1. Kapitel. Im Seebade

Kurt Schuberts Boot wird von Prinz Hugo von Süderland gerammt, wobei Magda über Bord geht. Kurt springt nach und rettet sie. Er übergibt sie und ihre Tanten einem Nachbarn und fährt dem „Schurken“ nach.[15] Er bringt sich gezielt „in eine Situation [...], die es ihm unmöglich machte, zu stoppen oder einen andern Kurs zu legen.“ Natürlich muss der „tolle[16] Prinz“ ausweichen, was erwartungsgemäß zu spät passiert. Kurt versenkt dessen Boot und lässt Hugo auf den Klippen zurück, jedoch so, dass ihm von Rechts wegen niemand einen Vorwurf machen kann.

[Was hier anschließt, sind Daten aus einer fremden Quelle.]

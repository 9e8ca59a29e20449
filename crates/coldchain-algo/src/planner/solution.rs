//! Solution extraction and the material-balance check
//!
//! Copies solver values out of the model into plain dictionaries keyed by
//! external codes, aggregates per-date production/shipment/shortage views,
//! accounts for expired cohorts, and verifies conservation:
//! production + initial inventory = consumption + end-horizon inventory +
//! expiry (within a one-unit tolerance).

use crate::cohorts::{CohortIndex, CohortKey, DemandKey, FreezeThawKey, ShipmentKey};
use crate::costs::CostBreakdown;
use crate::planner::model::VarRegistry;
use crate::planner::problem::PlanProblem;
use chrono::NaiveDate;
use coldchain_core::{NodeId, ProductId, ProductState};
use good_lp::Solution;
use std::collections::BTreeMap;

/// Values below this are numerical noise from the solver.
const VALUE_TOLERANCE: f64 = 1e-6;

/// Conservation tolerance, in units.
const BALANCE_TOLERANCE: f64 = 1.0;

/// Raw variable values copied out of a solver solution, keyed like the
/// registry. The solver's solution object is dropped after this copy.
#[derive(Debug, Default, Clone)]
pub struct SolvedValues {
    pub production: BTreeMap<(ProductId, NaiveDate), f64>,
    pub inventory: BTreeMap<CohortKey, f64>,
    pub shipment: BTreeMap<ShipmentKey, f64>,
    pub freeze: BTreeMap<FreezeThawKey, f64>,
    pub thaw: BTreeMap<FreezeThawKey, f64>,
    pub demand: BTreeMap<DemandKey, f64>,
    pub shortage: BTreeMap<(NodeId, ProductId, NaiveDate), f64>,
    pub labor_hours: BTreeMap<NaiveDate, f64>,
    pub overtime: BTreeMap<NaiveDate, f64>,
    pub non_fixed_used: BTreeMap<NaiveDate, f64>,
    pub truck_load: BTreeMap<(coldchain_core::TruckId, NaiveDate, NodeId, ProductId), f64>,
    pub product_start: BTreeMap<(ProductId, NaiveDate), f64>,
}

impl SolvedValues {
    pub fn read<S: Solution>(solution: &S, registry: &VarRegistry) -> Self {
        Self {
            production: registry
                .production
                .iter()
                .map(|(&k, &v)| (k, solution.value(v)))
                .collect(),
            inventory: registry
                .inventory
                .iter()
                .map(|(&k, &v)| (k, solution.value(v)))
                .collect(),
            shipment: registry
                .shipment
                .iter()
                .map(|(&k, &v)| (k, solution.value(v)))
                .collect(),
            freeze: registry
                .freeze
                .iter()
                .map(|(&k, &v)| (k, solution.value(v)))
                .collect(),
            thaw: registry
                .thaw
                .iter()
                .map(|(&k, &v)| (k, solution.value(v)))
                .collect(),
            demand: registry
                .demand
                .iter()
                .map(|(&k, &v)| (k, solution.value(v)))
                .collect(),
            shortage: registry
                .shortage
                .iter()
                .map(|(&k, &v)| (k, solution.value(v)))
                .collect(),
            labor_hours: registry
                .labor_hours
                .iter()
                .map(|(&k, &v)| (k, solution.value(v)))
                .collect(),
            overtime: registry
                .overtime
                .iter()
                .map(|(&k, &v)| (k, solution.value(v)))
                .collect(),
            non_fixed_used: registry
                .non_fixed_used
                .iter()
                .map(|(&k, &v)| (k, solution.value(v)))
                .collect(),
            truck_load: registry
                .truck_load
                .iter()
                .map(|(&k, &v)| (k, solution.value(v)))
                .collect(),
            product_start: registry
                .product_start
                .iter()
                .map(|(&k, &v)| (k, solution.value(v)))
                .collect(),
        }
    }
}

/// One realized shipment over one leg.
#[derive(Debug, Clone)]
pub struct ShipmentRecord {
    pub route_code: String,
    pub origin: String,
    pub destination: String,
    pub product: String,
    pub produced: NaiveDate,
    pub departs: NaiveDate,
    pub delivers: NaiveDate,
    pub delivered_state: ProductState,
    pub quantity: f64,
}

/// Conservation accounting over the whole horizon.
#[derive(Debug, Clone, Default)]
pub struct MaterialBalance {
    pub produced: f64,
    pub initial_inventory: f64,
    pub consumed: f64,
    pub end_inventory: f64,
    pub expired: f64,
    pub changeover_loss: f64,
    /// produced + initial − consumed − end − expired − loss
    pub discrepancy: f64,
    pub ok: bool,
}

/// The extracted plan.
#[derive(Debug, Clone, Default)]
pub struct PlanSolution {
    pub production_by_date_product: BTreeMap<(NaiveDate, String), f64>,
    pub shipments: Vec<ShipmentRecord>,
    /// Unmet demand by (destination code, product code, date).
    pub shortages: BTreeMap<(String, String, NaiveDate), f64>,
    /// Demand served by (destination code, product code, date).
    pub demand_consumed: BTreeMap<(String, String, NaiveDate), f64>,
    /// Non-zero cohort holdings.
    pub cohort_inventory: BTreeMap<CohortKey, f64>,
    pub freeze_operations: Vec<(FreezeThawKey, f64)>,
    pub thaw_operations: Vec<(FreezeThawKey, f64)>,
    /// (truck code, date, stop code, product code) → units.
    pub truck_loads: BTreeMap<(String, NaiveDate, String, String), f64>,
    pub labor_hours_by_date: BTreeMap<NaiveDate, f64>,
    pub overtime_hours_by_date: BTreeMap<NaiveDate, f64>,
    pub non_fixed_hours_by_date: BTreeMap<NaiveDate, f64>,
    /// Days on which a product's run started (binary SKU selection only).
    pub production_starts: Vec<(String, NaiveDate)>,
    pub total_production: f64,
    pub total_demand: f64,
    pub total_shortage: f64,
    pub end_horizon_inventory: f64,
    pub expired_units: f64,
    pub material_balance: MaterialBalance,
    pub cost_breakdown: CostBreakdown,
}

impl PlanSolution {
    /// Placeholder for infeasible/error terminations.
    pub fn empty() -> Self {
        let mut solution = Self::default();
        solution.material_balance.ok = true;
        solution
    }
}

/// Build the solution dictionaries from raw values and verify conservation.
pub fn extract_solution(
    problem: &PlanProblem,
    index: &CohortIndex,
    demand_map: &BTreeMap<(NodeId, ProductId, NaiveDate), f64>,
    values: &SolvedValues,
) -> PlanSolution {
    let network = &problem.network;
    let mut solution = PlanSolution::default();

    for (&(product, date), &qty) in &values.production {
        if qty > VALUE_TOLERANCE {
            let code = network.product(product).code.clone();
            *solution
                .production_by_date_product
                .entry((date, code))
                .or_insert(0.0) += qty;
            solution.total_production += qty;
        }
    }

    for (key, &qty) in &values.shipment {
        if qty <= VALUE_TOLERANCE {
            continue;
        }
        let route = network.route(key.route);
        solution.shipments.push(ShipmentRecord {
            route_code: route.code.clone(),
            origin: network.node(route.origin).code.clone(),
            destination: network.node(route.destination).code.clone(),
            product: network.product(key.product).code.clone(),
            produced: key.produced,
            departs: key.departs,
            delivers: key.delivers,
            delivered_state: key.delivered_state,
            quantity: qty,
        });
    }

    for (key, &qty) in &values.demand {
        if qty > VALUE_TOLERANCE {
            let node = network.node(key.node).code.clone();
            let product = network.product(key.product).code.clone();
            *solution
                .demand_consumed
                .entry((node, product, key.date))
                .or_insert(0.0) += qty;
        }
    }

    for (&(node, product, date), &qty) in &values.shortage {
        if qty > VALUE_TOLERANCE {
            let node = network.node(node).code.clone();
            let product = network.product(product).code.clone();
            solution.shortages.insert((node, product, date), qty);
            solution.total_shortage += qty;
        }
    }
    solution.total_demand = demand_map.values().sum();

    let mut expired = 0.0;
    for (key, &qty) in &values.inventory {
        if qty <= VALUE_TOLERANCE {
            continue;
        }
        solution.cohort_inventory.insert(*key, qty);
        if key.date == index.end {
            solution.end_horizon_inventory += qty;
        } else if !index.survives_to_next_day(key) {
            // The cohort's shelf clock ran out here; whatever is left spoils.
            expired += qty;
        }
    }
    solution.expired_units = expired;

    for (key, &qty) in &values.freeze {
        if qty > VALUE_TOLERANCE {
            solution.freeze_operations.push((*key, qty));
        }
    }
    for (key, &qty) in &values.thaw {
        if qty > VALUE_TOLERANCE {
            solution.thaw_operations.push((*key, qty));
        }
    }

    for (&(truck, date, stop, product), &qty) in &values.truck_load {
        if qty > VALUE_TOLERANCE {
            solution.truck_loads.insert(
                (
                    network.truck(truck).code.clone(),
                    date,
                    network.node(stop).code.clone(),
                    network.product(product).code.clone(),
                ),
                qty,
            );
        }
    }

    solution.labor_hours_by_date = values.labor_hours.clone();
    solution.overtime_hours_by_date = values.overtime.clone();
    solution.non_fixed_hours_by_date = values.non_fixed_used.clone();

    for (&(product, date), &value) in &values.product_start {
        if value > 0.5 {
            solution
                .production_starts
                .push((network.product(product).code.clone(), date));
        }
    }

    let consumed: f64 = values.demand.values().sum();
    let initial: f64 = index.initial.iter().map(|(_, qty)| qty).sum();
    let changeover_loss = problem.costs.changeover_waste_units
        * values
            .product_start
            .values()
            .filter(|&&v| v > 0.5)
            .count() as f64;

    let discrepancy = solution.total_production + initial
        - consumed
        - solution.end_horizon_inventory
        - expired
        - changeover_loss;
    solution.material_balance = MaterialBalance {
        produced: solution.total_production,
        initial_inventory: initial,
        consumed,
        end_inventory: solution.end_horizon_inventory,
        expired,
        changeover_loss,
        discrepancy,
        ok: discrepancy.abs() <= BALANCE_TOLERANCE,
    };
    if !solution.material_balance.ok {
        tracing::warn!(
            discrepancy = solution.material_balance.discrepancy,
            "material balance violated"
        );
    }

    solution
}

Magdas Vater, General Emil von Helbig, begibt sich nach der Rückkehr seiner Schwestern und Magdas sofort zum Strand, verspricht dem Prinzen eine Anzeige und befreit Kurt aus den Händen seines dem Alkohol ergebenen, brutalen Stiefrabenvaters [sic!]. Letzteren übergibt er der Polizei, Kurt nimmt er gleich mit und auch dessen Mutter und Stiefschwestern sollen im Schloss unterkommen.

2. Kapitel. Himmel und Hölle

Hugo, dem seine Strafe nach einem Gnadengesuch erlassen wurde, lernt in der Höllenmühle, unterhalb seines Schlosses Himmelstein, die Müllerstochter Anna Uhlig kennen und verlangt einen Kuss von ihr, den sie ihm verweigert. Er wird zudringlich und von ihrem Vater verjagt.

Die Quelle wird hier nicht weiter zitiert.